Tegucigalpa, 31 de octubre de 2025. — En medio de una creciente tensión institucional y señalamientos públicos, la consejera del Consejo Nacional Electoral (CNE), Cossette López, interpuso un recurso de amparo ante la Corte Suprema de Justicia (CSJ), con el objetivo de salvaguardar sus derechos fundamentales y denunciar lo que considera una persecución política y mediática en su contra.
La funcionaria llegó a tempranas horas a la sede del Poder Judicial, donde formalizó la acción legal que —según explicó— responde a “los atropellos” y a una “institucionalidad que no da respuesta a la ciudadanía”.
“Estamos ante atropellos y una institucionalidad que no responde a la ciudadanía. No tengo un Ministerio Público al que recurrir porque está parcializado”, declaró López ante los medios de comunicación.
El recurso fue presentado luego de que se hicieran públicos supuestos audios en los que, de acuerdo con el Ministerio Público (MP), la consejera estaría involucrada en actos que atentarían contra el sistema electoral hondureño. Sin embargo, López rechazó categóricamente tales acusaciones y calificó la situación como una campaña para deslegitimar su labor dentro del órgano electoral.
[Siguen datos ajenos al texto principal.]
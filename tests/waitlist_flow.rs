//! End-to-end flows over the file-backed store, including a restart.

use std::sync::Arc;

use secrecy::SecretString;
use url::Url;

use waitlist::notifier::LogNotifier;
use waitlist::registry::models::{verification_key, PendingVerification};
use waitlist::registry::{Authentication, Confirmation, Waitlist, WalletUpdate};
use waitlist::store::{KeyValueStore, RedbStore};

fn waitlist_over(store: Arc<RedbStore>) -> Waitlist {
    Waitlist::new(
        store,
        Arc::new(LogNotifier),
        Url::parse("https://waitlist.example/").unwrap(),
    )
}

fn secret(s: &str) -> SecretString {
    SecretString::from(s.to_string())
}

fn pending_code(store: &RedbStore, email: &str) -> String {
    let raw = store.get(&verification_key(email)).unwrap().unwrap();
    let pending: PendingVerification = serde_json::from_slice(&raw).unwrap();
    pending.code
}

async fn register(waitlist: &Waitlist, store: &RedbStore, email: &str, referral: Option<&str>) -> u64 {
    waitlist
        .request_verification(email, &secret("Passw0rd!"))
        .await
        .unwrap();
    let code = pending_code(store, email);
    match waitlist
        .confirm_verification(email, &code, referral)
        .await
        .unwrap()
    {
        Confirmation::Verified(v) => v.position,
        Confirmation::InvalidOrExpiredCode => panic!("confirmation rejected for {email}"),
    }
}

#[tokio::test]
async fn referral_flow_on_disk() {
    let dir = tempfile::tempdir().unwrap();
    let store = Arc::new(RedbStore::open(dir.path().join("waitlist.redb")).unwrap());
    let waitlist = waitlist_over(store.clone());

    assert_eq!(register(&waitlist, &store, "a@x.com", None).await, 1);

    let Authentication::Authenticated(account) = waitlist
        .authenticate("a@x.com", &secret("Passw0rd!"))
        .unwrap()
    else {
        panic!("expected login success");
    };
    let referral_code = account
        .referral_link
        .split("ref=")
        .nth(1)
        .expect("referral link carries a code")
        .to_string();

    assert_eq!(
        register(&waitlist, &store, "b@x.com", Some(&referral_code)).await,
        2
    );

    let snapshot = waitlist.referral_snapshot().unwrap();
    assert_eq!(snapshot.total_users, 2);
    assert_eq!(snapshot.referrals.get("a@x.com"), Some(&1));

    assert_eq!(
        waitlist
            .submit_wallet("b@x.com", Some("So1anaWa11etAddressThatIs43CharactersLong43"), None)
            .unwrap(),
        WalletUpdate::Updated
    );
}

#[tokio::test]
async fn records_survive_a_restart() {
    let dir = tempfile::tempdir().unwrap();
    let path = dir.path().join("waitlist.redb");

    {
        let store = Arc::new(RedbStore::open(&path).unwrap());
        let waitlist = waitlist_over(store.clone());
        register(&waitlist, &store, "a@x.com", None).await;
    }

    // Fresh store handle and registry over the same file.
    let store = Arc::new(RedbStore::open(&path).unwrap());
    let waitlist = waitlist_over(store.clone());

    assert_eq!(waitlist.total_user_count().unwrap(), 1);
    let Authentication::Authenticated(account) = waitlist
        .authenticate("a@x.com", &secret("Passw0rd!"))
        .unwrap()
    else {
        panic!("expected login success after restart");
    };
    assert_eq!(account.position, 1);

    // Positions keep counting from where they left off.
    assert_eq!(register(&waitlist, &store, "b@x.com", None).await, 2);
}

#[tokio::test]
async fn password_reset_on_disk() {
    let dir = tempfile::tempdir().unwrap();
    let store = Arc::new(RedbStore::open(dir.path().join("waitlist.redb")).unwrap());
    let waitlist = waitlist_over(store.clone());

    register(&waitlist, &store, "a@x.com", None).await;
    waitlist.request_password_reset("a@x.com").await.unwrap();

    let raw = store
        .get(&waitlist::registry::models::reset_key("a@x.com"))
        .unwrap()
        .unwrap();
    let code = String::from_utf8(raw).unwrap();

    use waitlist::registry::{ResetCodeCheck, ResetCompletion};
    assert_eq!(
        waitlist.confirm_password_reset("a@x.com", &code).unwrap(),
        ResetCodeCheck::Valid
    );
    assert_eq!(
        waitlist
            .complete_password_reset("a@x.com", &secret("NewPassw0rd!"))
            .unwrap(),
        ResetCompletion::PasswordChanged
    );

    assert!(matches!(
        waitlist
            .authenticate("a@x.com", &secret("NewPassw0rd!"))
            .unwrap(),
        Authentication::Authenticated(_)
    ));
    assert_eq!(
        waitlist
            .authenticate("a@x.com", &secret("Passw0rd!"))
            .unwrap(),
        Authentication::InvalidCredentials
    );
}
Una defensa ante el desgaste institucional
De acuerdo con López, el amparo no solo busca su protección personal, sino también garantizar la independencia y transparencia del Consejo Nacional Electoral, en un momento clave para el proceso de cara a los comicios generales de 2025.
“Esta acción es esencial para proteger mis derechos, mi integridad y mi participación activa en el CNE. Pero, sobre todo, para fortalecer la confianza de la ciudadanía en nuestras instituciones democráticas”, enfatizó.
Fuentes cercanas al CNE explicaron que la consejera ha manifestado en reiteradas ocasiones su preocupación por el uso político de la justicia y de los entes de investigación, lo que, a su juicio, pone en riesgo la estabilidad y credibilidad del sistema electoral.
Contexto de tensiones en el ente electoral
El ambiente dentro del Consejo Nacional Electoral ha sido descrito por analistas como uno de los más tensos desde su creación en 2019. Las diferencias entre sus miembros, los señalamientos de parcialidad y la presión de los partidos políticos han marcado la antesala de un nuevo proceso electoral.
Mientras tanto, organizaciones de la sociedad civil han pedido que la CSJ actúe con independencia y celeridad en la revisión del recurso interpuesto, recordando que el amparo constitucional es una herramienta de protección frente a posibles violaciones de derechos, especialmente en casos donde están en juego funciones públicas de alta responsabilidad.
Transparencia y confianza en juego
En sus declaraciones, López insistió en que su intención no es confrontar, sino preservar la legalidad de sus actuaciones y “garantizar que el proceso electoral se desarrolle con apego a la ley y sin interferencias indebidas”.
Con el recurso ya en manos del máximo tribunal de justicia, el caso abre un nuevo capítulo en la ya compleja relación entre los poderes del Estado y las instituciones electorales. La resolución de la Corte podría marcar un precedente sobre los límites de la persecución judicial y la protección de los funcionarios públicos en el ejercicio de sus funciones.
Hasta el cierre de esta nota, la CSJ no había emitido un pronunciamiento oficial sobre la admisión o trámite del recurso de amparo presentado por la consejera.